How does that make sense? A third finding may well explain the contradiction: 86 percent believe cost is the primary motivation for most American consumers.
That's right. Beyond everything else, the bottom line always comes down to money: sourcing or outsourcing cost + brand owner profit + retail profit + middleman cut = consumer-paid price.
To keep the right end of the equation low, big-box retailers and multinational corporations repeatedly remind their overseas suppliers: “Low, the prices must stay low! We give you this opportunity because of our long-term working relationship. If you can't make it anymore, we'll find someone else, in your country or not.”

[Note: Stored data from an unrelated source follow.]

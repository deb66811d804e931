#![allow(dead_code)]

use std::collections::BTreeMap;
use std::sync::Arc;

use chrono::{DateTime, Utc};
use rpipeline_eval::{
    Engine, EngineConfig, Expression, Function, FunctionArgs, FunctionExpression,
    FunctionRegistry, Message, Rule, compile_rule,
};
use rpipeline_rules::parse_rule_yaml;

pub fn epoch() -> DateTime<Utc> {
    DateTime::parse_from_rfc3339("2010-07-30T16:03:25Z")
        .unwrap()
        .with_timezone(&Utc)
}

pub fn message() -> Message {
    Message::new("test", "test", epoch())
}

pub fn compile(yaml: &str) -> Rule {
    compile_with(yaml, &FunctionRegistry::builtin())
}

pub fn compile_with(yaml: &str, registry: &FunctionRegistry) -> Rule {
    let collection = parse_rule_yaml(yaml).unwrap();
    assert!(collection.errors.is_empty(), "{:?}", collection.errors);
    compile_rule(&collection.rules[0], registry).unwrap()
}

pub fn engine_from_yaml(yaml: &str, config: EngineConfig) -> Engine {
    let collection = parse_rule_yaml(yaml).unwrap();
    let mut engine = Engine::new(config);
    engine
        .add_collection(&collection, &FunctionRegistry::builtin())
        .unwrap();
    engine
}

/// Build a call node directly, bypassing the compiler's checks.
pub fn call(function: Arc<dyn Function>, args: Vec<(&str, Expression)>) -> Expression {
    let args: BTreeMap<String, Expression> =
        args.into_iter().map(|(k, v)| (k.to_string(), v)).collect();
    Expression::Function(FunctionExpression::new(FunctionArgs::new(function, args)))
}

pub fn builtin(name: &str) -> Arc<dyn Function> {
    FunctionRegistry::builtin().resolve(name).unwrap()
}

That doesn't leave much room for Chinese original equipment manufacturers whose equation is: raw material cost + labor cost + other production costs (space, equipment, utility, etc.) + profit = manufacturer's selling price.

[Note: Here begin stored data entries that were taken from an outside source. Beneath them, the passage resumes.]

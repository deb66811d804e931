use thiserror::Error;

/// Errors that can occur while reading rule documents or rule sources.
#[derive(Debug, Error)]
pub enum RuleParseError {
    #[error("YAML parsing error: {0}")]
    Yaml(#[from] serde_yaml::Error),

    #[error("Missing required field '{0}'")]
    MissingField(String),

    #[error("Invalid rule: {0}")]
    InvalidRule(String),

    #[error("Invalid expression: {0}")]
    InvalidExpression(String),

    #[error("No rule with id '{0}'")]
    NotFound(String),

    #[error("IO error: {0}")]
    Io(#[from] std::io::Error),
}

pub type Result<T> = std::result::Result<T, RuleParseError>;
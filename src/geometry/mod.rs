pub mod polyline;

pub use polyline::Polyline;
mod boundary;
mod interpolate;
mod intersect;

pub use boundary::{PolygonBottom, PolygonTop};
pub use interpolate::PolylineValueAt;
pub use intersect::{PolylineIntersect, PolylineIntersection};

use crate::error::Result;
use crate::geometry::Polyline;
use crate::math::Point2;

/// Intersection points of two polylines, sorted by x. See [`PolylineIntersect`].
///
/// # Errors
///
/// Returns an error if the intersection is of an unsupported kind.
pub fn polyline_intersections(line1: &Polyline, line2: &Polyline) -> Result<Vec<Point2>> {
    PolylineIntersect::new(line1, line2).execute()
}

/// Upper boundary of a clockwise polygon. See [`PolygonTop`].
///
/// # Errors
///
/// Returns an error for an empty outline or non-finite vertices.
pub fn top_of_polygon(points: &[Point2]) -> Result<Vec<Point2>> {
    PolygonTop::new(points).execute()
}

/// Lower boundary of a clockwise polygon. See [`PolygonBottom`].
///
/// # Errors
///
/// Returns an error for an empty outline or non-finite vertices.
pub fn bottom_of_polygon(points: &[Point2]) -> Result<Vec<Point2>> {
    PolygonBottom::new(points).execute()
}

/// Value of the polyline at `x`. See [`PolylineValueAt`].
///
/// # Errors
///
/// Returns an error if `x` is outside the polyline or on a vertical segment.
pub fn polyline_z_at(polyline: &Polyline, x: f64) -> Result<f64> {
    PolylineValueAt::new(polyline, x).execute()
}
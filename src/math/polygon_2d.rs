use super::Point2;

/// Computes the signed area of a polygon (shoelace formula).
///
/// Positive for counter-clockwise, negative for clockwise.
#[must_use]
pub fn signed_area_2d(points: &[Point2]) -> f64 {
    let n = points.len();
    if n < 3 {
        return 0.0;
    }
    let mut sum = 0.0;
    for i in 0..n {
        let j = (i + 1) % n;
        sum += points[i].x * points[j].y - points[j].x * points[i].y;
    }
    sum * 0.5
}

/// Returns `true` if the vertices trace the boundary clockwise.
#[must_use]
pub fn is_clockwise(points: &[Point2]) -> bool {
    signed_area_2d(points) < 0.0
}
pub mod error;
pub mod geometry;
pub mod math;
pub mod operations;
pub mod text;

pub use error::{GeolibError, GeometryError, Result};
pub use geometry::Polyline;
pub use math::Point2;
pub use operations::query::{
    bottom_of_polygon, polyline_intersections, polyline_z_at, top_of_polygon,
};
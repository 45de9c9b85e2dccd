pub mod case;
pub mod lines;

pub use case::{camel_to_snake, snake_to_camel};
pub use lines::{ensure_newlines, RunIdentification};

It is foreign direct investment and sourcing that have boosted the Chinese economy in the past three decades. It made China the world's factory, but it also raised Chinese workers' wages and all other business costs in a country that recently transitioned from poverty to the planet's third-largest economy.
Raw materials nowadays have global prices. With extremely low per capita natural resources, China has little advantage.
The currency re-evaluation also discounts any company, domestic or foreign-invested, that manufactures in China and sells overseas.
And the Chinese government, under heavy pressure to fix the country's trade surplus and its rapidly deteriorating environment from sources domestic and abroad, has taken major steps to cut exports of cheap, labor-intensive products.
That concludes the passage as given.